▶ [What this task involves] Begin at the top of the records and copy each line exactly. The line containing "index fetch failed." is the last one to include.

▶ [Source records]

————

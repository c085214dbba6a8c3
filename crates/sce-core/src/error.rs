//! Typed error taxonomy.
//!
//! Every user-visible failure is one of these classes; the machine name is
//! stable and appears verbatim in JSON output.

use thiserror::Error;

pub type Result<T> = std::result::Result<T, CoreError>;

#[derive(Debug, Error)]
pub enum CoreError {
    /// Missing/empty required fields, unknown enum values, mutually
    /// exclusive options.
    #[error("invalid input: {0}")]
    InputValidation(String),

    /// Stage prerequisite unmet or a forbidden status transition.
    #[error("precondition violated: {0}")]
    PreconditionViolation(String),

    #[error("not found: {0}")]
    NotFound(String),

    /// Lock held by another non-stale owner, or an incompatible merge.
    #[error("conflict: {0}")]
    Conflict(String),

    /// Verify/release gate failed or the errorbook release gate blocked.
    #[error("gate blocked: {reason}")]
    GateBlock {
        reason: String,
        blockers: Vec<String>,
    },

    /// Missing or invalid password for a privileged studio transition.
    /// Never mutates state.
    #[error("authorization failed: {0}")]
    AuthorizationFailure(String),

    /// Retries exhausted against upstream rate limiting.
    #[error("rate limit fatal: {0}")]
    RateLimitFatal(String),

    /// Registry source or index fetch failed.
    #[error("registry unavailable: {0}")]
    RegistryUnavailable(String),

    /// Malformed persisted JSON that has no defined fallback.
    #[error("corrupt state: {0}")]
    Corruption(String),

    /// Filesystem failure underneath the state store.
    #[error("io: {0}")]
    Io(String),
}

impl CoreError {
    /// Stable machine name surfaced in JSON output.
    pub fn machine_name(&self) -> &'static str {
        match self {
            CoreError::InputValidation(_) => "input-validation",
            CoreError::PreconditionViolation(_) => "precondition-violation",
            CoreError::NotFound(_) => "not-found",
            CoreError::Conflict(_) => "conflict",
            CoreError::GateBlock { .. } => "gate-block",
            CoreError::AuthorizationFailure(_) => "authorization-failure",
            CoreError::RateLimitFatal(_) => "rate-limit-fatal",
            CoreError::RegistryUnavailable(_) => "registry-unavailable",
            CoreError::Corruption(_) => "corruption",
            CoreError::Io(_) => "io",
        }
    }

    pub fn gate_block(reason: impl Into<String>, blockers: Vec<String>) -> Self {
        CoreError::GateBlock {
            reason: reason.into(),
            blockers,
        }
    }

    pub(crate) fn io(context: impl std::fmt::Display, err: impl std::fmt::Display) -> Self {
        CoreError::Io(format!("{context}: {err}"))
    }

    pub(crate) fn corrupt(context: impl std::fmt::Display, err: impl std::fmt::Display) -> Self {
        CoreError::Corruption(format!("{context}: {err}"))
    }
}
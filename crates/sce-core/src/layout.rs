//! Workspace layout.
//!
//! All contractual on-disk paths live here. A [`Layout`] is constructed once
//! per workspace and handed to every component; nothing else joins path
//! segments by hand.

use std::path::{Path, PathBuf};

/// Default namespace directory prefix.
pub const DEFAULT_NS: &str = ".sce";

pub const ORCHESTRATOR_CONFIG_FILE: &str = "orchestrator.json";
pub const ORCHESTRATION_STATUS_FILE: &str = "orchestration-status.json";
pub const STUDIO_SECURITY_FILE: &str = "studio-security.json";
pub const ERRORBOOK_REGISTRY_FILE: &str = "errorbook-registry.json";
pub const ERRORBOOK_INDEX_FILE: &str = "index.json";
pub const REGISTRY_CACHE_FILE: &str = "registry-cache.json";
pub const REGISTRY_EXPORT_FILE: &str = "errorbook-registry-export.json";
pub const LATEST_JOB_FILE: &str = "latest-job.json";
pub const SPEC_LOCK_FILE: &str = "lock.json";

#[derive(Debug, Clone, PartialEq, Eq)]
pub struct Layout {
    root: PathBuf,
    ns: String,
}

impl Layout {
    pub fn new(workspace_root: impl Into<PathBuf>, ns: impl Into<String>) -> Self {
        Self {
            root: workspace_root.into(),
            ns: ns.into(),
        }
    }

    /// Layout rooted at `workspace_root` with the default `.sce` namespace.
    pub fn with_default_ns(workspace_root: impl Into<PathBuf>) -> Self {
        Self::new(workspace_root, DEFAULT_NS)
    }

    pub fn workspace_root(&self) -> &Path {
        &self.root
    }

    pub fn ns(&self) -> &str {
        &self.ns
    }

    /// `<root>/<ns>/`
    pub fn ns_dir(&self) -> PathBuf {
        self.root.join(&self.ns)
    }

    pub fn config_dir(&self) -> PathBuf {
        self.ns_dir().join("config")
    }

    pub fn orchestrator_config(&self) -> PathBuf {
        self.config_dir().join(ORCHESTRATOR_CONFIG_FILE)
    }

    pub fn orchestration_status(&self) -> PathBuf {
        self.config_dir().join(ORCHESTRATION_STATUS_FILE)
    }

    /// Cooperative stop request for a running orchestration.
    pub fn orchestration_stop(&self) -> PathBuf {
        self.config_dir().join("orchestration-stop.json")
    }

    pub fn studio_security(&self) -> PathBuf {
        self.config_dir().join(STUDIO_SECURITY_FILE)
    }

    pub fn errorbook_registry_config(&self) -> PathBuf {
        self.config_dir().join(ERRORBOOK_REGISTRY_FILE)
    }

    pub fn specs_dir(&self) -> PathBuf {
        self.ns_dir().join("specs")
    }

    pub fn spec_dir(&self, spec_id: &str) -> PathBuf {
        self.specs_dir().join(spec_id)
    }

    pub fn spec_lock(&self, spec_id: &str) -> PathBuf {
        self.spec_dir(spec_id).join(SPEC_LOCK_FILE)
    }

    pub fn pipeline_runs_dir(&self, spec_id: &str) -> PathBuf {
        self.spec_dir(spec_id).join("pipeline").join("runs")
    }

    pub fn pipeline_run(&self, spec_id: &str, run_id: &str) -> PathBuf {
        self.pipeline_runs_dir(spec_id).join(format!("{run_id}.json"))
    }

    pub fn studio_dir(&self) -> PathBuf {
        self.ns_dir().join("studio")
    }

    pub fn studio_jobs_dir(&self) -> PathBuf {
        self.studio_dir().join("jobs")
    }

    pub fn studio_job(&self, job_id: &str) -> PathBuf {
        self.studio_jobs_dir().join(format!("{job_id}.json"))
    }

    pub fn studio_events_dir(&self) -> PathBuf {
        self.studio_dir().join("events")
    }

    pub fn studio_events(&self, job_id: &str) -> PathBuf {
        self.studio_events_dir().join(format!("{job_id}.jsonl"))
    }

    pub fn latest_job(&self) -> PathBuf {
        self.studio_dir().join(LATEST_JOB_FILE)
    }

    pub fn errorbook_dir(&self) -> PathBuf {
        self.ns_dir().join("errorbook")
    }

    pub fn errorbook_index(&self) -> PathBuf {
        self.errorbook_dir().join(ERRORBOOK_INDEX_FILE)
    }

    pub fn errorbook_entries_dir(&self) -> PathBuf {
        self.errorbook_dir().join("entries")
    }

    pub fn errorbook_entry(&self, entry_id: &str) -> PathBuf {
        self.errorbook_entries_dir().join(format!("{entry_id}.json"))
    }

    pub fn registry_cache(&self) -> PathBuf {
        self.errorbook_dir().join(REGISTRY_CACHE_FILE)
    }

    pub fn registry_export(&self) -> PathBuf {
        self.errorbook_dir().join("exports").join(REGISTRY_EXPORT_FILE)
    }

    pub fn studio_reports_dir(&self) -> PathBuf {
        self.ns_dir().join("reports").join("studio")
    }

    pub fn verify_report(&self, job_id: &str) -> PathBuf {
        self.studio_reports_dir().join(format!("verify-{job_id}.json"))
    }

    pub fn release_report(&self, job_id: &str) -> PathBuf {
        self.studio_reports_dir().join(format!("release-{job_id}.json"))
    }
}

#[cfg(test)]
mod tests {
    use super::*;

    #[test]
    fn paths_follow_the_contract() {
        let layout = Layout::with_default_ns("/ws");
        assert_eq!(layout.ns_dir(), PathBuf::from("/ws/.sce"));
        assert_eq!(
            layout.orchestrator_config(),
            PathBuf::from("/ws/.sce/config/orchestrator.json")
        );
        assert_eq!(
            layout.pipeline_run("auth-flow", "run-01"),
            PathBuf::from("/ws/.sce/specs/auth-flow/pipeline/runs/run-01.json")
        );
        assert_eq!(
            layout.studio_events("job-9"),
            PathBuf::from("/ws/.sce/studio/events/job-9.jsonl")
        );
        assert_eq!(
            layout.errorbook_entry("eb-1"),
            PathBuf::from("/ws/.sce/errorbook/entries/eb-1.json")
        );
        assert_eq!(
            layout.verify_report("job-9"),
            PathBuf::from("/ws/.sce/reports/studio/verify-job-9.json")
        );
        assert_eq!(
            layout.registry_export(),
            PathBuf::from("/ws/.sce/errorbook/exports/errorbook-registry-export.json")
        );
    }

    #[test]
    fn custom_ns_is_respected() {
        let layout = Layout::new("/ws", ".kiro");
        assert_eq!(layout.ns(), ".kiro");
        assert_eq!(
            layout.spec_lock("s1"),
            PathBuf::from("/ws/.kiro/specs/s1/lock.json")
        );
    }
}
//! Parallel multi-spec orchestration.
//!
//! A single coordinator thread owns the admission controller, the status
//! snapshot writer, and the event stream; worker threads only run agents
//! and report back over a channel. Specs execute in topologically ordered
//! batches; a batch finishes before the next begins.

use std::collections::{BTreeMap, BTreeSet, VecDeque};
use std::sync::Arc;
use std::sync::atomic::{AtomicBool, Ordering};
use std::sync::mpsc;
use std::thread;
use std::time::Duration as StdDuration;

use chrono::{DateTime, Duration, Utc};
use serde::{Deserialize, Serialize};

use crate::admission::{Admission, AdmissionController};
use crate::clock::SharedClock;
use crate::config::{RateLimitParams, RateLimitProfile};
use crate::error::{CoreError, Result};
use crate::layout::Layout;
use crate::process::{CommandRequest, SharedRunner};
use crate::store;

/// Cooperative cancellation flag shared with workers.
#[derive(Debug, Clone, Default)]
pub struct CancelToken(Arc<AtomicBool>);

impl CancelToken {
    pub fn new() -> Self {
        Self::default()
    }

    pub fn cancel(&self) {
        self.0.store(true, Ordering::SeqCst);
    }

    pub fn is_cancelled(&self) -> bool {
        self.0.load(Ordering::SeqCst)
    }
}

/// One spec in the dependency graph.
#[derive(Debug, Clone, Serialize, Deserialize)]
pub struct SpecNode {
    pub name: String,
    #[serde(default)]
    pub depends_on: Vec<String>,
}

/// Metadata provider for the spec graph.
pub trait SpecGraphProvider {
    fn specs(&self) -> Result<Vec<SpecNode>>;
}

/// Production provider: every directory under `specs/`, with optional
/// `spec.json` declaring dependencies.
pub struct DirSpecProvider {
    layout: Layout,
}

#[derive(Debug, Default, Deserialize)]
struct SpecMeta {
    #[serde(default)]
    depends_on: Vec<String>,
}

impl DirSpecProvider {
    pub fn new(layout: Layout) -> Self {
        Self { layout }
    }
}

impl SpecGraphProvider for DirSpecProvider {
    fn specs(&self) -> Result<Vec<SpecNode>> {
        let dir = self.layout.specs_dir();
        if !dir.exists() {
            return Ok(Vec::new());
        }
        let mut nodes = Vec::new();
        let read = std::fs::read_dir(&dir)
            .map_err(|e| CoreError::io(format!("failed to list {}", dir.display()), e))?;
        for item in read {
            let item =
                item.map_err(|e| CoreError::io(format!("failed to list {}", dir.display()), e))?;
            if !item.path().is_dir() {
                continue;
            }
            let name = item.file_name().to_string_lossy().to_string();
            let meta = store::read_json::<SpecMeta>(&item.path().join("spec.json"))
                .unwrap_or(None)
                .unwrap_or_default();
            nodes.push(SpecNode {
                name,
                depends_on: meta.depends_on,
            });
        }
        nodes.sort_by(|a, b| a.name.cmp(&b.name));
        Ok(nodes)
    }
}

/// Terminal result of one agent invocation.
#[derive(Debug, Clone, PartialEq, Eq)]
pub enum AgentOutcome {
    Completed,
    Failed { message: String },
    RateLimited,
    TimedOut,
}

/// The agent-spawning contract. The mechanism is out of scope; the runner
/// only promises a terminal outcome per invocation and cooperative
/// cancellation.
pub trait AgentRunner: Send + Sync {
    fn run_spec(&self, spec: &str, cancel: &CancelToken) -> AgentOutcome;
}

pub type SharedAgentRunner = Arc<dyn AgentRunner>;

/// Production runner: one subprocess per spec, outcome classified from the
/// exit code and output text.
pub struct CommandAgentRunner {
    runner: SharedRunner,
    command: String,
    args: Vec<String>,
    working_dir: std::path::PathBuf,
    timeout_ms: Option<u64>,
}

impl CommandAgentRunner {
    /// `{spec}` in args is replaced with the spec name.
    pub fn new(
        runner: SharedRunner,
        command: String,
        args: Vec<String>,
        working_dir: std::path::PathBuf,
        timeout_ms: Option<u64>,
    ) -> Self {
        Self {
            runner,
            command,
            args,
            working_dir,
            timeout_ms,
        }
    }
}

impl AgentRunner for CommandAgentRunner {
    fn run_spec(&self, spec: &str, _cancel: &CancelToken) -> AgentOutcome {
        let args: Vec<String> = self
            .args
            .iter()
            .map(|a| a.replace("{spec}", spec))
            .collect();
        let outcome = self.runner.run(&CommandRequest {
            command: self.command.clone(),
            args,
            working_dir: self.working_dir.clone(),
            timeout: self.timeout_ms.map(StdDuration::from_millis),
        });

        if let Some(error) = &outcome.error {
            if error.contains("timed out") {
                return AgentOutcome::TimedOut;
            }
            return AgentOutcome::Failed {
                message: error.clone(),
            };
        }
        if outcome.exit_code == 0 {
            return AgentOutcome::Completed;
        }
        let text = format!("{}\n{}", outcome.stdout, outcome.stderr).to_lowercase();
        if text.contains("429") || text.contains("rate limit") || text.contains("too many requests")
        {
            return AgentOutcome::RateLimited;
        }
        AgentOutcome::Failed {
            message: tail_of(&outcome.stderr, 400),
        }
    }
}
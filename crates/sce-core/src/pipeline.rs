//! Resumable staged pipeline for a single spec.
//!
//! Stages run in the fixed order requirements → design → tasks → gate
//! through pluggable adapters. The run document is persisted atomically
//! after every stage transition, so a crash between stages resumes exactly
//! at the first stage that is not yet complete.

use std::collections::BTreeMap;
use std::fs;

use chrono::{DateTime, Utc};
use serde::{Deserialize, Serialize};
use sha2::{Digest, Sha256};

use crate::clock::SharedClock;
use crate::error::{CoreError, Result};
use crate::layout::Layout;
use crate::store::{self, SpecLock};

#[derive(Debug, Clone, Copy, PartialEq, Eq, PartialOrd, Ord, Serialize, Deserialize)]
#[serde(rename_all = "snake_case")]
pub enum StageName {
    Requirements,
    Design,
    Tasks,
    Gate,
}

pub const STAGE_ORDER: [StageName; 4] = [
    StageName::Requirements,
    StageName::Design,
    StageName::Tasks,
    StageName::Gate,
];

impl StageName {
    pub fn as_str(&self) -> &'static str {
        match self {
            StageName::Requirements => "requirements",
            StageName::Design => "design",
            StageName::Tasks => "tasks",
            StageName::Gate => "gate",
        }
    }
}

impl std::str::FromStr for StageName {
    type Err = String;

    fn from_str(s: &str) -> std::result::Result<Self, Self::Err> {
        match s {
            "requirements" => Ok(Self::Requirements),
            "design" => Ok(Self::Design),
            "tasks" => Ok(Self::Tasks),
            "gate" => Ok(Self::Gate),
            other => Err(format!("unknown stage: {other}")),
        }
    }
}

#[derive(Debug, Clone, Copy, PartialEq, Eq, Serialize, Deserialize)]
#[serde(rename_all = "kebab-case")]
pub enum RunStatus {
    InProgress,
    Completed,
    Failed,
}

#[derive(Debug, Clone, Copy, PartialEq, Eq, Serialize, Deserialize)]
#[serde(rename_all = "snake_case")]
pub enum StageStatus {
    Completed,
    Warning,
    Skipped,
    Failed,
}

impl StageStatus {
    /// A stage in this state does not need to run again on resume.
    pub fn is_settled_success(&self) -> bool {
        matches!(self, StageStatus::Completed | StageStatus::Warning)
    }
}

#[derive(Debug, Clone, Default, Serialize, Deserialize, PartialEq)]
#[serde(default)]
pub struct RunOptions {
    pub fail_fast: bool,
    pub continue_on_warning: bool,
    pub strict: bool,
    #[serde(skip_serializing_if = "Option::is_none")]
    pub from_stage: Option<StageName>,
    #[serde(skip_serializing_if = "Option::is_none")]
    pub to_stage: Option<StageName>,
}

impl RunOptions {
    fn in_window(&self, stage: StageName) -> bool {
        if let Some(from) = self.from_stage
            && stage < from
        {
            return false;
        }
        if let Some(to) = self.to_stage
            && stage > to
        {
            return false;
        }
        true
    }
}

#[derive(Debug, Clone, Serialize, Deserialize)]
pub struct StageRecord {
    pub name: StageName,
    pub status: StageStatus,
    #[serde(default)]
    pub artifacts: BTreeMap<String, String>,
    #[serde(default)]
    pub warnings: Vec<String>,
    pub started_at: DateTime<Utc>,
    pub finished_at: DateTime<Utc>,
}

#[derive(Debug, Clone, Serialize, Deserialize)]
pub struct PipelineRun {
    pub spec_id: String,
    pub run_id: String,
    pub status: RunStatus,
    pub options: RunOptions,
    pub stages: Vec<StageRecord>,
    pub created_at: DateTime<Utc>,
    pub updated_at: DateTime<Utc>,
}

impl PipelineRun {
    fn record_for(&self, stage: StageName) -> Option<&StageRecord> {
        self.stages.iter().find(|s| s.name == stage)
    }
}

/// What an adapter hands back.
#[derive(Debug, Clone)]
pub struct StageOutcome {
    pub status: StageStatus,
    pub artifacts: BTreeMap<String, String>,
    pub warnings: Vec<String>,
}

impl StageOutcome {
    pub fn completed() -> Self {
        Self {
            status: StageStatus::Completed,
            artifacts: BTreeMap::new(),
            warnings: Vec::new(),
        }
    }
}

/// Execution context handed to adapters.
pub struct StageContext<'a> {
    pub spec_id: &'a str,
    pub layout: &'a Layout,
    pub strict: bool,
}

pub trait StageAdapter {
    fn name(&self) -> StageName;
    fn execute(&self, ctx: &StageContext<'_>) -> Result<StageOutcome>;
}

pub struct PipelineEngine {
    layout: Layout,
    clock: SharedClock,
}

————

▶ [Output of the task]
repository c085214dbba6a8c3
filename crates/sce-core/src/error.rs
//! Typed error taxonomy.
//!
//! Every user-visible failure is one of these classes; the machine name is
//! stable and appears verbatim in JSON output.

use thiserror::Error;

pub type Result<T> = std::result::Result<T, CoreError>;

#[derive(Debug, Error)]
pub enum CoreError {
    /// Missing/empty required fields, unknown enum values, mutually
    /// exclusive options.
    #[error("invalid input: {0}")]
    InputValidation(String),

    /// Stage prerequisite unmet or a forbidden status transition.
    #[error("precondition violated: {0}")]
    PreconditionViolation(String),

    #[error("not found: {0}")]
    NotFound(String),

    /// Lock held by another non-stale owner, or an incompatible merge.
    #[error("conflict: {0}")]
    Conflict(String),

    /// Verify/release gate failed or the errorbook release gate blocked.
    #[error("gate blocked: {reason}")]
    GateBlock {
        reason: String,
        blockers: Vec<String>,
    },

    /// Missing or invalid password for a privileged studio transition.
    /// Never mutates state.
    #[error("authorization failed: {0}")]
    AuthorizationFailure(String),

    /// Retries exhausted against upstream rate limiting.
    #[error("rate limit fatal: {0}")]
    RateLimitFatal(String),

    /// Registry source or index fetch failed.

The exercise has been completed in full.